HUNTER TIRO DE LAS RIENDAS del caballo para observar el bosque por el que estaba por adentrarse. Una vez dentro, era muy difícil encontrar el camino de salida.
Chasqueando con la lengua por lo bajo, negó con la cabeza. Se había dejado acostumbrar a la comodidad en el palacio que Elena le había brindado. Ahora, iba a tener que arreglárselas para comer y soportar horas de frío bajo la nieve incesante. Los copos caían del cielo y llenaban el suelo con una gruesa capa blanca.
Aelis, la yegua que montaba, era tan veloz como una tormenta y podía galopar por días sin cansarse. Había protestado como un crío al tener que abandonar a su semental, Danger, en el palacio, ya que según la Reina Elena "necesitaba de un buen caballo para cumplir esta misión".
A regañadientes, le dio la razón en silencio.
Y ya era como la décima vez que Elena inundaba en sus pensamientos, ajena a lo que le hacía sentir. Ver la cicatriz en su ojo derecho le había sacado el aliento. La mayoría de las veces eran los hombres que portaban cicatrices como aquellas, incluso Hunter se había acostumbrado de eso. Las mujeres con cicatrices eran muy pocas, y más a menudo se las encontraba por las calles o en la Guarida de los Asesinos.
Pero en la Reina Elena... jamás se lo había esperado. La franja que cubría parte de su ceja hasta el pómulo, cruzando sobre el párpado de su ojo, se veía oscuro, casi como estuviera amenazando con mostrar lo que había en su interior.
Cuando ella vio sus cicatrices, sus ojos habían brillado de reconocimiento, pero Hunter lo había interpretado como de sorpresa o tal vez de repulsión.
Jamás se le cruzó por la cabeza la idea de que ella portaría una cicatriz como esa.
Y que la hacía verse tan fuerte y tan... hermosa.

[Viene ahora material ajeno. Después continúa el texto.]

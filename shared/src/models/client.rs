//! Client Model

use chrono::{DateTime, Utc};
use serde::{Deserialize, Serialize};
use std::fmt;

/// Client profile attached to a user account
#[derive(Debug, Clone, Serialize, Deserialize)]
#[cfg_attr(feature = "db", derive(sqlx::FromRow))]
pub struct Client {
    pub id: i64,
    pub full_name: String,
    pub created_at: DateTime<Utc>,
    pub important: bool,
    pub user_id: i64,
    pub company_id: Option<i64>,
    /// Joined from the company row
    pub company_name: Option<String>,
    /// Private customer ("particular"), delivered at `private_address`
    pub is_private: bool,
    pub private_address: Option<String>,
    pub phone: Option<String>,
    pub national_id: Option<String>,
    pub email: Option<String>,
}

impl fmt::Display for Client {
    fn fmt(&self, f: &mut fmt::Formatter<'_>) -> fmt::Result {
        if self.is_private {
            write!(f, "{} - Particular", self.full_name)
        } else {
            write!(
                f,
                "{} - {}",
                self.full_name,
                self.company_name.as_deref().unwrap_or("Sin empresa")
            )
        }
    }
}

/// Create client payload
#[derive(Debug, Clone, Default, Serialize, Deserialize)]
pub struct ClientCreate {
    /// Owner account; the web profile form always uses the session user
    pub user_id: Option<i64>,
    pub full_name: String,
    pub important: Option<bool>,
    pub company_id: Option<i64>,
    pub is_private: Option<bool>,
    pub private_address: Option<String>,
    pub phone: Option<String>,
    pub national_id: Option<String>,
    pub email: Option<String>,
}

/// Update client payload
#[derive(Debug, Clone, Default, Serialize, Deserialize)]
pub struct ClientUpdate {
    pub full_name: Option<String>,
    pub important: Option<bool>,
    pub company_id: Option<i64>,
    pub is_private: Option<bool>,
    pub private_address: Option<String>,
    pub phone: Option<String>,
    pub national_id: Option<String>,
    pub email: Option<String>,
}

/// Client with at least one order in the activity window
#[derive(Debug, Clone, Serialize, Deserialize)]
#[cfg_attr(feature = "db", derive(sqlx::FromRow))]
pub struct ActiveClient {
    pub id: i64,
    pub full_name: String,
    pub username: String,
    pub company_name: Option<String>,
    pub order_count: i64,
}

#[cfg(test)]
mod tests {
    use super::*;

    fn client(is_private: bool, company_name: Option<&str>) -> Client {
        Client {
            id: 1,
            full_name: "Ana Pérez".to_string(),
            created_at: Utc::now(),
            important: false,
            user_id: 1,
            company_id: company_name.map(|_| 3),
            company_name: company_name.map(str::to_string),
            is_private,
            private_address: None,
            phone: None,
            national_id: None,
            email: None,
        }
    }

    #[test]
    fn test_display_private_client() {
        assert_eq!(client(true, Some("Acme")).to_string(), "Ana Pérez - Particular");
    }

    #[test]
    fn test_display_company_client() {
        assert_eq!(client(false, Some("Acme")).to_string(), "Ana Pérez - Acme");
    }

    #[test]
    fn test_display_without_company() {
        assert_eq!(client(false, None).to_string(), "Ana Pérez - Sin empresa");
    }
}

Hunter sacudió su cabeza para apartar esos pensamientos. Si seguía así hasta el final del día, las apartaría con dagas imaginarias, lejos de él, para que dejaran de atormentarle.
Aelis no ayudaba de mucho. Era tan silenciosa y casi nunca relinchaba. Era algo bueno, porque no revelaba su ubicación. Pero tal vez aquellos ruidos animales lo habrían distraído de la guerra que se desataba en su cabeza.
Tirando de las riendas, detuvo a Aelis y desmontó, mirando el suelo con determinación. Había unas marcas irregulares en la tierra y por la superficie resquebrajada de las hojas alguien las había pasado por encima no hace mucho tiempo, tal vez de unos cincuenta o sesenta kilos.
Pero al lado de esos pasos livianos... había huellas que no pertenecían a alguien humano.
Hunter apartó la nieve, siguiendo el reguero de huellas como un camino lleno de farolas y luces neón.
Respirando profundamente, miró a lo largo del bosque con intensidad. Casi podía ver a la chica caminando junto a los lobos. O tal vez... rodeada de Nativos transformados.
Cualquiera de las dos escenas... no importaba.
Pero lo que sí importaba, era que el camino apuntaba directamente hacia el norte.
Y en el norte se alojaba toda clase de criaturas.
Era de allí donde iban los Nativos y jamás volvían a ser los de antes. Los Nativos que había visto en el palacio con Elena habían sobrevivido, a excepción de uno. Cuando sus compañeros descubrieron la marca en su hombro, se vieron obligados a ejecutarlo.
Elena lo había observado impasible, mientras lo atravesaban...
La sangre se derramó sobre su pecho, casi incandescente, de azul grisáceo, de un color aburrido y siniestro. Los ojos se le habían desorbitado y la cólera que había demostrado en ellos hacía que su corazón se acelerara con tan solo de imaginarlo.